LAUSR

Pathologic angiogenesis directly responds to tumour hypoxia and controls the molecular/cellular composition of the tumour microenvironment, increasing both immune tolerance and stromal cooperation with tumour growth. Myo‐inositol‐trispyrophosphate (ITPP) provides a means to achieve stable normalization of angiogenesis. ITPP increases intratumour oxygen tension (pO2) and stabilizes vessel normalization through activation of endothelial Phosphatase‐and‐Tensin‐homologue (PTEN). Here, we show that the tumour reduction due to the ITPP‐induced modification of the tumour microenvironment by elevating pO2 affects the phenotype and properties of the immune infiltrate. Our main observations are as follows: a relative change in the M1 and M2 macrophage‐type proportions, increased proportions of NK and CD8+T cells, and a reduction in Tregs and Th2 cells. We also found, in vivo and in vitro, that the impaired access of PD1+NK cells to tumour cells is due to their adhesion to PD‐L1+/PD‐L2+ endothelial cells in hypoxia.
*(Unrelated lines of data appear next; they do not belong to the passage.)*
//! Development container configuration
//!
//! This module models `devcontainer.json` and locates and parses it. Files are
//! read as JSON-with-comments through `json5`. Besides the typed
//! [`DevContainerConfig`], loading keeps the raw document and its canonical
//! serialization, which is what content hashing consumes.
//!
//! ## Discovery order
//!
//! 1. `.devcontainer/devcontainer.json`, then `.devcontainer/devcontainer.jsonc`
//! 2. `.devcontainer.json`, then `.devcontainer.jsonc` in the workspace root
//! 3. `.devcontainer/<name>/devcontainer.json[c]` when exactly one such folder exists

use crate::errors::{ConfigError, Result};
use crate::lifecycle::{LifecycleCommandValue, LifecycleCommands, LifecycleHook};
use indexmap::IndexMap;
use serde::{Deserialize, Serialize};
use std::path::{Path, PathBuf};
use tracing::{debug, instrument};

/// A value that may be written as a single string or an array of strings
#[derive(Debug, Clone, PartialEq, Eq, Deserialize, Serialize)]
#[serde(untagged)]
pub enum StringOrVec {
    One(String),
    Many(Vec<String>),
}

impl StringOrVec {
    pub fn to_vec(&self) -> Vec<String> {
        match self {
            StringOrVec::One(s) => vec![s.clone()],
            StringOrVec::Many(v) => v.clone(),
        }
    }
}

/// Structured mount declaration
#[derive(Debug, Clone, PartialEq, Eq, Deserialize, Serialize)]
pub struct MountObject {
    #[serde(rename = "type", default = "default_mount_type")]
    pub mount_type: String,
    #[serde(default, skip_serializing_if = "Option::is_none")]
    pub source: Option<String>,
    pub target: String,
}

fn default_mount_type() -> String {
    "bind".to_string()
}

/// A mount in either docker `--mount` string syntax or object syntax
#[derive(Debug, Clone, PartialEq, Eq, Deserialize, Serialize)]
#[serde(untagged)]
pub enum MountEntry {
    Spec(String),
    Structured(MountObject),
}

impl MountEntry {
    /// Target path inside the container, used to de-duplicate mounts
    pub fn target(&self) -> Option<String> {
        match self {
            MountEntry::Structured(m) => Some(m.target.clone()),
            MountEntry::Spec(spec) => spec.split(',').find_map(|part| {
                let (key, value) = part.split_once('=')?;
                matches!(key.trim(), "target" | "dst" | "destination")
                    .then(|| value.trim().to_string())
            }),
        }
    }

    /// Render as a `--mount` argument
    pub fn to_mount_arg(&self) -> String {
        match self {
            MountEntry::Spec(spec) => spec.clone(),
            MountEntry::Structured(m) => match &m.source {
                Some(source) => format!(
                    "type={},source={},target={}",
                    m.mount_type, source, m.target
                ),
                None => format!("type={},target={}", m.mount_type, m.target),
            },
        }
    }
}

/// `build` section for Dockerfile-based plans
#[derive(Debug, Clone, Default, PartialEq, Deserialize, Serialize)]
#[serde(rename_all = "camelCase")]
pub struct BuildConfig {
    #[serde(default, skip_serializing_if = "Option::is_none")]
    pub dockerfile: Option<String>,
    #[serde(default, skip_serializing_if = "Option::is_none")]
    pub context: Option<String>,
    #[serde(default, skip_serializing_if = "IndexMap::is_empty")]
    pub args: IndexMap<String, String>,
    #[serde(default, skip_serializing_if = "Option::is_none")]
    pub target: Option<String>,
    #[serde(default, skip_serializing_if = "Option::is_none")]
    pub cache_from: Option<StringOrVec>,
}

/// Typed view of `devcontainer.json`
///
/// Fields not modelled here are still part of the raw document and therefore
/// of the configuration hash.
#[derive(Debug, Clone, Default, PartialEq, Deserialize, Serialize)]
#[serde(rename_all = "camelCase")]
pub struct DevContainerConfig {
    pub name: Option<String>,

    /// Image plan
    pub image: Option<String>,

    /// Legacy Dockerfile location, relative to the configuration file
    #[serde(rename = "dockerFile")]
    pub dockerfile: Option<String>,

    /// Legacy build context, relative to the configuration file
    pub context: Option<String>,

    /// Dockerfile plan
    pub build: Option<BuildConfig>,

    /// Compose plan
    pub docker_compose_file: Option<StringOrVec>,

    /// Primary compose service
    pub service: Option<String>,

    #[serde(default)]
    pub run_services: Vec<String>,

    /// Feature references mapped to their options, in declaration order
    #[serde(default)]
    pub features: IndexMap<String, serde_json::Value>,

    pub override_feature_install_order: Option<Vec<String>>,

    pub workspace_folder: Option<String>,
    pub workspace_mount: Option<String>,

    #[serde(default)]
    pub mounts: Vec<MountEntry>,

    #[serde(default)]
    pub container_env: IndexMap<String, String>,

    #[serde(default)]
    pub remote_env: IndexMap<String, Option<String>>,

    pub container_user: Option<String>,
    pub remote_user: Option<String>,

    #[serde(default)]
    pub forward_ports: Vec<serde_json::Value>,

    #[serde(default)]
    pub run_args: Vec<String>,

    pub override_command: Option<bool>,
    pub shutdown_action: Option<String>,

    pub privileged: Option<bool>,
    pub init: Option<bool>,

    #[serde(default)]
    pub cap_add: Vec<String>,

    #[serde(default)]
    pub security_opt: Vec<String>,

    pub initialize_command: Option<LifecycleCommandValue>,
    pub on_create_command: Option<LifecycleCommandValue>,
    pub update_content_command: Option<LifecycleCommandValue>,
    pub post_create_command: Option<LifecycleCommandValue>,
    pub post_start_command: Option<LifecycleCommandValue>,
    pub post_attach_command: Option<LifecycleCommandValue>,

    /// Last lifecycle hook the caller blocks on
    pub wait_for: Option<String>,

    pub customizations: Option<serde_json::Value>,
}

impl DevContainerConfig {
    /// Compose files, in declaration order
    pub fn compose_files(&self) -> Vec<String> {
        self.docker_compose_file
            .as_ref()
            .map(StringOrVec::to_vec)
            .unwrap_or_default()
    }

    pub fn uses_compose(&self) -> bool {
        !self.compose_files().is_empty()
    }

    /// True when a `build` section or a legacy `dockerFile` is present
    pub fn has_build(&self) -> bool {
        self.build.is_some() || self.dockerfile.is_some()
    }

    /// Dockerfile path relative to the configuration file directory
    pub fn dockerfile_path(&self) -> Option<String> {
        self.build
            .as_ref()
            .and_then(|b| b.dockerfile.clone())
            .or_else(|| self.dockerfile.clone())
    }

    /// Build context relative to the configuration file directory
    pub fn build_context(&self) -> String {
        self.build
            .as_ref()
            .and_then(|b| b.context.clone())
            .or_else(|| self.context.clone())
            .unwrap_or_else(|| ".".to_string())
    }

    /// Lifecycle commands keyed by hook point
    pub fn lifecycle_commands(&self) -> LifecycleCommands {
        LifecycleCommands {
            initialize: self.initialize_command.clone(),
            on_create: self.on_create_command.clone(),
            update_content: self.update_content_command.clone(),
            post_create: self.post_create_command.clone(),
            post_start: self.post_start_command.clone(),
            post_attach: self.post_attach_command.clone(),
        }
    }

    /// Replace lifecycle command fields
    pub fn set_lifecycle_commands(&mut self, commands: LifecycleCommands) {
        self.initialize_command = commands.get(LifecycleHook::Initialize).cloned();
        self.on_create_command = commands.get(LifecycleHook::OnCreate).cloned();
        self.update_content_command = commands.get(LifecycleHook::UpdateContent).cloned();
        self.post_create_command = commands.get(LifecycleHook::PostCreate).cloned();
        self.post_start_command = commands.get(LifecycleHook::PostStart).cloned();
        self.post_attach_command = commands.get(LifecycleHook::PostAttach).cloned();
    }

    fn validate(&self, path: &Path) -> Result<()> {
        if self.image.is_some() && self.has_build() {
            return Err(ConfigError::Validation {
                message: format!(
                    "{}: cannot specify both 'image' and a Dockerfile build - choose one",
                    path.display()
                ),
            }
            .into());
        }
        if self.uses_compose() && self.service.is_none() {
            return Err(ConfigError::Validation {
                message: format!(
                    "{}: 'dockerComposeFile' requires a 'service'",
                    path.display()
                ),
            }
            .into());
        }
        if let Some(action) = &self.shutdown_action {
            if !matches!(action.as_str(), "none" | "stopContainer" | "stopCompose") {
                return Err(ConfigError::Validation {
                    message: format!("Invalid shutdownAction '{}'", action),
                }
                .into());
            }
        }
        Ok(())
    }
}

/// A loaded configuration
#[derive(Debug, Clone, PartialEq)]
pub struct ParsedConfig {
    /// Typed configuration
    pub config: DevContainerConfig,
    /// The document as parsed, comments removed
    ///
    /// Hashing canonicalizes this after variable substitution.
    pub raw: serde_json::Value,
}

impl ParsedConfig {
    /// Parse JSON-with-comments text
    pub fn parse(content: &str, path: &Path) -> Result<Self> {
        let raw: serde_json::Value = json5::from_str(content).map_err(|e| ConfigError::Parsing {
            path: path.display().to_string(),
            message: e.to_string(),
        })?;
        Self::from_value(raw, path)
    }

    /// Build from an already parsed document
    pub fn from_value(raw: serde_json::Value, path: &Path) -> Result<Self> {
        if !raw.is_object() {
            return Err(ConfigError::Validation {
                message: format!(
                    "Configuration ({}) must contain a JSON object literal",
                    path.display()
                ),
            }
            .into());
        }

        let config: DevContainerConfig =
            serde_json::from_value(raw.clone()).map_err(|e| ConfigError::Parsing {
                path: path.display().to_string(),
                message: e.to_string(),
            })?;
        config.validate(path)?;

        Ok(Self { config, raw })
    }
}

/// Where configuration comes from
pub trait ConfigSource: Send + Sync {
    /// Load the configuration for a workspace
    ///
    /// Returns the parsed configuration and the path it was loaded from.
    fn load(
        &self,
        workspace_root: &Path,
        explicit_path: Option<&Path>,
    ) -> Result<(ParsedConfig, PathBuf)>;
}

/// Loads configuration files from disk
#[derive(Debug, Default, Clone, Copy)]
pub struct FileConfigSource;

impl FileConfigSource {
    pub fn new() -> Self {
        Self
    }

    /// Locate the configuration file for a workspace
    #[instrument(skip_all, fields(workspace = %workspace.display()))]
    pub fn discover(workspace: &Path) -> Result<PathBuf> {
        if !workspace.exists() {
            return Err(ConfigError::NotFound {
                path: workspace.display().to_string(),
            }
            .into());
        }

        let devcontainer_dir = workspace.join(".devcontainer");
        if let Some(path) = check_config_file(&devcontainer_dir) {
            debug!("Found config: {}", path.display());
            return Ok(path);
        }

        for name in [".devcontainer.json", ".devcontainer.jsonc"] {
            let path = workspace.join(name);
            if path.is_file() {
                debug!("Found config: {}", path.display());
                return Ok(path);
            }
        }

        let mut named = enumerate_named_configs(&devcontainer_dir)?;
        match named.len() {
            0 => Err(ConfigError::NotFound {
                path: devcontainer_dir.join("devcontainer.json").display().to_string(),
            }
            .into()),
            1 => Ok(named.remove(0)),
            _ => Err(ConfigError::MultipleConfigs {
                paths: named.iter().map(|p| p.display().to_string()).collect(),
            }
            .into()),
        }
    }

    /// Read and parse one file
    #[instrument(skip_all, fields(path = %path.display()))]
    pub fn load_from_path(path: &Path) -> Result<ParsedConfig> {
        if !path.is_file() {
            return Err(ConfigError::NotFound {
                path: path.display().to_string(),
            }
            .into());
        }
        let content = std::fs::read_to_string(path).map_err(ConfigError::Io)?;
        let parsed = ParsedConfig::parse(&content, path)?;
        debug!(
            "Loaded configuration with name: {:?}",
            parsed.config.name
        );
        Ok(parsed)
    }
}

impl ConfigSource for FileConfigSource {
    fn load(
        &self,
        workspace_root: &Path,
        explicit_path: Option<&Path>,
    ) -> Result<(ParsedConfig, PathBuf)> {
        let path = match explicit_path {
            Some(p) if p.is_absolute() => p.to_path_buf(),
            Some(p) => workspace_root.join(p),
            None => Self::discover(workspace_root)?,
        };
        let parsed = Self::load_from_path(&path)?;
        Ok((parsed, path))
    }
}

fn check_config_file(dir: &Path) -> Option<PathBuf> {
    ["devcontainer.json", "devcontainer.jsonc"]
        .iter()
        .map(|name| dir.join(name))
        .find(|path| path.is_file())
}

/// Named config folders directly under `.devcontainer/`, sorted by folder name
fn enumerate_named_configs(devcontainer_dir: &Path) -> Result<Vec<PathBuf>> {
    if !devcontainer_dir.is_dir() {
        return Ok(Vec::new());
    }

    let mut subdirs: Vec<(String, PathBuf)> = Vec::new();
    for entry in std::fs::read_dir(devcontainer_dir).map_err(ConfigError::Io)? {
        let entry = entry.map_err(ConfigError::Io)?;
        if !entry.file_type().map_err(ConfigError::Io)?.is_dir() {
            continue;
        }
        if let Some(config_path) = check_config_file(&entry.path()) {
            subdirs.push((entry.file_name().to_string_lossy().into_owned(), config_path));
        }
    }
    subdirs.sort_by(|a, b| a.0.cmp(&b.0));
    Ok(subdirs.into_iter().map(|(_, path)| path).collect())
}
ITPP treatment strongly reduced PD‐L1/PD‐L2 expression on CD45+/CD31+ cells, and PD1+ cells were more numerous in the tumour mass. CTLA‐4+ cell numbers were stable, but level of expression decreased. Similarly, CD47+ cells and expression were reduced. Consequently, angiogenesis normalization induced by ITPP is the mean to revert immunosuppression into an antitumor immune response. This brings a key adjuvant effect to improve the efficacy of chemo/radio/immunotherapeutic strategies for cancer treatment.